Abstract
Background Isolated traumatic lunate fractures without other surgical carpal bone or ligamentous injuries are extremely rare, with few published reports available to guide management. Lunate fracture management is controversial, and depends on concurrent injuries of adjacent carpal bones, ligaments, risk of ischemia, and displacement.
Case Description A 48-year-old right hand dominant man suffered a crush injury to the left hand caught between a forklift and a metal shelf. Radiographs and computed tomography imaging of the left hand and wrist were significant for a displaced Teisen IV fracture of the lunate. A dorsal ligament sparing approach was utilized to access, reduce, and fixate the fracture using a headless compression screw. After immobilization and rehab, at 9 months after initial injury, the patient was back to work on full duty without restriction and pleased with the results of his treatment.

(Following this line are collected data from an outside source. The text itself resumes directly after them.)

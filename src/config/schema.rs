//! Operator settings schema.
//!
//! All types derive Serde traits for deserialization from a TOML file.
//! Every table has defaults so an absent file means "use the defaults".

use serde::{Deserialize, Serialize};
use solana_sdk::commitment_config::CommitmentConfig;
use std::collections::BTreeMap;
use std::path::PathBuf;

/// Root operator settings.
#[derive(Debug, Clone, Deserialize, Serialize, Default)]
#[serde(default)]
pub struct ToolConfig {
    /// Endpoints and RPC behaviour.
    pub cluster: ClusterConfig,

    /// On-disk progress cache location.
    pub cache: CacheConfig,

    /// Bulk upload batching.
    pub upload: UploadConfig,

    /// Program ids.
    pub program: ProgramConfig,
}

/// Name of the environment used when an unknown name is given.
pub const DEFAULT_ENV: &str = "devnet";

/// Cluster endpoint and RPC settings.
#[derive(Debug, Clone, Deserialize, Serialize)]
#[serde(default)]
pub struct ClusterConfig {
    /// Environment name -> RPC URL.
    pub endpoints: BTreeMap<String, String>,

    /// RPC request timeout in seconds.
    pub rpc_timeout_secs: u64,

    /// Commitment level: processed, confirmed or finalized.
    pub commitment: String,
}

impl Default for ClusterConfig {
    fn default() -> Self {
        let endpoints = [
            ("devnet", "https://api.devnet.solana.com"),
            ("testnet", "https://api.testnet.solana.com"),
            ("mainnet-beta", "https://api.mainnet-beta.solana.com"),
            ("localnet", "http://127.0.0.1:8899"),
        ]
        .into_iter()
        .map(|(name, url)| (name.to_string(), url.to_string()))
        .collect();

        Self {
            endpoints,
            rpc_timeout_secs: 60,
            commitment: "confirmed".to_string(),
        }
    }
}

impl ClusterConfig {
    /// Resolve the RPC URL for `env`, preferring an explicit override.
    ///
    /// Unknown environment names fall back to devnet.
    pub fn resolve_url(&self, env: &str, custom_rpc_url: Option<&str>) -> String {
        if let Some(url) = custom_rpc_url {
            tracing::info!(rpc_url = %url, "Using custom RPC URL");
            return url.to_string();
        }
        self.endpoints
            .get(env)
            .or_else(|| self.endpoints.get(DEFAULT_ENV))
            .cloned()
            .unwrap_or_else(|| "https://api.devnet.solana.com".to_string())
    }

    /// Commitment as understood by the RPC client.
    pub fn commitment_config(&self) -> CommitmentConfig {
        match self.commitment.as_str() {
            "processed" => CommitmentConfig::processed(),
            "finalized" => CommitmentConfig::finalized(),
            _ => CommitmentConfig::confirmed(),
        }
    }
}

/// Progress cache settings.
#[derive(Debug, Clone, Deserialize, Serialize)]
#[serde(default)]
pub struct CacheConfig {
    /// Directory holding one JSON file per (environment, cache name).
    pub dir: PathBuf,
}

impl Default for CacheConfig {
    fn default() -> Self {
        Self {
            dir: PathBuf::from(".cache"),
        }
    }
}

/// Batching used when pushing item records to the ledger.
#[derive(Debug, Clone, Copy, Deserialize, Serialize, PartialEq, Eq)]
#[serde(default)]
pub struct UploadConfig {
    /// Items per outer slice.
    pub outer_batch_size: usize,

    /// Items per ledger write.
    pub group_size: usize,

    /// Outer slices processed at the same time.
    pub max_concurrent_slices: usize,
}

impl Default for UploadConfig {
    fn default() -> Self {
        Self {
            outer_batch_size: 1000,
            group_size: 10,
            max_concurrent_slices: 4,
        }
    }
}

/// Program ids (base58).
#[derive(Debug, Clone, Deserialize, Serialize)]
#[serde(default)]
pub struct ProgramConfig {
    pub candy_machine_id: String,
}

impl Default for ProgramConfig {
    fn default() -> Self {
        Self {
            candy_machine_id: crate::blockchain::types::CANDY_MACHINE_PROGRAM_ID.to_string(),
        }
    }
}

Literature Review A literature review of lunate fracture compression screw fixation was performed and revealed a total of three reports indicating successful treatment of fractures, with patients returning to full activity.
Clinical Relevance Lunate fractures are rare, often missed, and treating these injuries can be challenging, particularly in the setting of acute trauma. Based on our limited experience, we believe that open reduction and internal fixation of isolated Teisen IV lunate fractures with a headless compression screw is a viable treatment modality with satisfactory outcomes.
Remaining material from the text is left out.